• _Directions_
The exercise asks for every line of the data to be reproduced exactly.

BEGIN Provided data

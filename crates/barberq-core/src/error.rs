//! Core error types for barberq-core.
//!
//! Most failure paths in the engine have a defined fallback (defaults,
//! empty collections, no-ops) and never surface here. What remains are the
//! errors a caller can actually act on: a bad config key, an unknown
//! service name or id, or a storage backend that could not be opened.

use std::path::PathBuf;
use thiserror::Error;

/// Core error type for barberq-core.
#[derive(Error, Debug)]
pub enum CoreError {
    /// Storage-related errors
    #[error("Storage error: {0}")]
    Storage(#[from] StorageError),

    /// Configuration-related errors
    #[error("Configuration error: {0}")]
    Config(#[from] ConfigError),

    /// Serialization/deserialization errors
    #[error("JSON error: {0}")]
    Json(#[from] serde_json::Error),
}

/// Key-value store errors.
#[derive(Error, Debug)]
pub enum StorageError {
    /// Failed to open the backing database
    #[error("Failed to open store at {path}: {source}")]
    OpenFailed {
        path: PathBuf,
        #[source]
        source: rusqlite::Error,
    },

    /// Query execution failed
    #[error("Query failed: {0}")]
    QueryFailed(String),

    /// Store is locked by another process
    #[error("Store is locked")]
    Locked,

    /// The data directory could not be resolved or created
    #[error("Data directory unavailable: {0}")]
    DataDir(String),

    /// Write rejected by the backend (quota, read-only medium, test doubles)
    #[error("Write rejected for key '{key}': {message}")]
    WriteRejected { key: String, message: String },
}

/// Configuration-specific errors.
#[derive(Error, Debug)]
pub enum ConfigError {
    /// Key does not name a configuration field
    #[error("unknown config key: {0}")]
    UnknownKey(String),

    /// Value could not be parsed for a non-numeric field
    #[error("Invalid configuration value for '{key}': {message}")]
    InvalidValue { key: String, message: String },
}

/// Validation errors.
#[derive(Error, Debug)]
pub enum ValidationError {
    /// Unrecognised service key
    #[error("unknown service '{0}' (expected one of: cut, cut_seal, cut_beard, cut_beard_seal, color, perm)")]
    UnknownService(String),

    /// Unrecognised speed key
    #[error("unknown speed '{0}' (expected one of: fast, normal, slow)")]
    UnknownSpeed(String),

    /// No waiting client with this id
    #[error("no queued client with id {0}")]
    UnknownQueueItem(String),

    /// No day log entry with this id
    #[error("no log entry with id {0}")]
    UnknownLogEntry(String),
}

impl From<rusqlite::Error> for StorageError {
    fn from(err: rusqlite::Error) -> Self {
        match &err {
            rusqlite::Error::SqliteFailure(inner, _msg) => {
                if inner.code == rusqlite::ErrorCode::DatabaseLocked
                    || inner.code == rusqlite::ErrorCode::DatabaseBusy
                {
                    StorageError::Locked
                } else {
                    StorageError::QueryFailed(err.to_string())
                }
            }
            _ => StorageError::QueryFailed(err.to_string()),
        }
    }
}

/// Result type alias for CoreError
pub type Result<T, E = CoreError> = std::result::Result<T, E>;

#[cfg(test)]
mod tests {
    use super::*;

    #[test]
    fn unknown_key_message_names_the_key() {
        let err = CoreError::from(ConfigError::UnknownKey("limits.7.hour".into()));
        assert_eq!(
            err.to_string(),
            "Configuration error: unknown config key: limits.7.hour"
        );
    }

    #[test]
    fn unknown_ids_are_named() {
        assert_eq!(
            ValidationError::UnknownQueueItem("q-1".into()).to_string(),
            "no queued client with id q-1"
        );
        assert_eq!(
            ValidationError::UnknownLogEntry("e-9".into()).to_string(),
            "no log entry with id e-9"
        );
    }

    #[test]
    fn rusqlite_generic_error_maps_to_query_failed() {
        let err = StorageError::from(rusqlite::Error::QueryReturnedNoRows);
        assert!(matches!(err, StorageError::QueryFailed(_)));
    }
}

END Provided data

• _Solution for this problem_
filename crates/barberq-core/src/error.rs
//! Core error types for barberq-core.
//!
//! Most failure paths in the engine have a defined fallback (defaults,
//! empty collections, no-ops) and never surface here. What remains are the
//! errors a caller can actually act on: a bad config key, an unknown
//! service name or id, or a storage backend that could not be opened.

use std::path::PathBuf;
use thiserror::Error;

/// Core error type for barberq-core.
#[derive(Error, Debug)]
pub enum CoreError {
    /// Storage-related errors
    #[error("Storage error: {0}")]
    Storage(#[from] StorageError),

    /// Configuration-related errors
    #[error("Configuration error: {0}")]
    Config(#[from] ConfigError),

    /// Serialization/deserialization errors
    #[error("JSON error: {0}")]
    Json(#[from] serde_json::Error),
}

/// Key-value store errors.
#[derive(Error, Debug)]
pub enum StorageError {
    /// Failed to open the backing database
    #[error("Failed to open store at {path}: {source}")]
    OpenFailed {
        path: PathBuf,
        #[source]
        source: rusqlite::Error,
    },

    /// Query execution failed
    #[error("Query failed: {0}")]
    QueryFailed(String),

    /// Store is locked by another process
    #[error("Store is locked")]
    Locked,

    /// The data directory could not be resolved or created
    #[error("Data directory unavailable: {0}")]
    DataDir(String),

    /// Write rejected by the backend (quota, read-only medium, test doubles)
    #[error("Write rejected for key '{key}': {message}")]
    WriteRejected { key: String, message: String },
}

/// Configuration-specific errors.
#[derive(Error, Debug)]
pub enum ConfigError {
    /// Key does not name a configuration field
    #[error("unknown config key: {0}")]
    UnknownKey(String),

    /// Value could not be parsed for a non-numeric field
    #[error("Invalid configuration value for '{key}': {message}")]
    InvalidValue { key: String, message: String },
}

/// Validation errors.
#[derive(Error, Debug)]
pub enum ValidationError {
    /// Unrecognised service key
    #[error("unknown service '{0}' (expected one of: cut, cut_seal, cut_beard, cut_beard_seal, color, perm)")]
    UnknownService(String),

    /// Unrecognised speed key
    #[error("unknown speed '{0}' (expected one of: fast, normal, slow)")]
    UnknownSpeed(String),

    /// No waiting client with this id
    #[error("no queued client with id {0}")]
    UnknownQueueItem(String),

    /// No day log entry with this id
    #[error("no log entry with id {0}")]
    UnknownLogEntry(String),
}

impl From<rusqlite::Error> for StorageError {
    fn from(err: rusqlite::Error) -> Self {
        match &err {
            rusqlite::Error::SqliteFailure(inner, _msg) => {
                if inner.code == rusqlite::ErrorCode::DatabaseLocked
                    || inner.code == rusqlite::ErrorCode::DatabaseBusy
                {
                    StorageError::Locked
                } else {
                    StorageError::QueryFailed(err.to_string())
                }
            }
            _ => StorageError::QueryFailed(err.to_string()),
        }
    }
}

/// Result type alias for CoreError
pub type Result<T, E = CoreError> = std::result::Result<T, E>;

#[cfg(test)]
mod tests {
    use super::*;

    #[test]
    fn unknown_key_message_names_the_key() {
        let err = CoreError::from(ConfigError::UnknownKey("limits.7.hour".into()));
        assert_eq!(
            err.to_string(),
            "Configuration error: unknown config key: limits.7.hour"
        );
    }

    #[test]
    fn unknown_ids_are_named() {
        assert_eq!(
            ValidationError::UnknownQueueItem("q-1".into()).to_string(),
            "no queued client with id q-1"
        );
        assert_eq!(
            ValidationError::UnknownLogEntry("e-9".into()).to_string(),
            "no log entry with id e-9"
        );
    }

    #[test]
    fn rusqlite_generic_error_maps_to_query_failed() {
        let err = StorageError::from(rusqlite::Error::QueryReturnedNoRows);
        assert!(matches!(err, StorageError::QueryFailed(_)));
    }
}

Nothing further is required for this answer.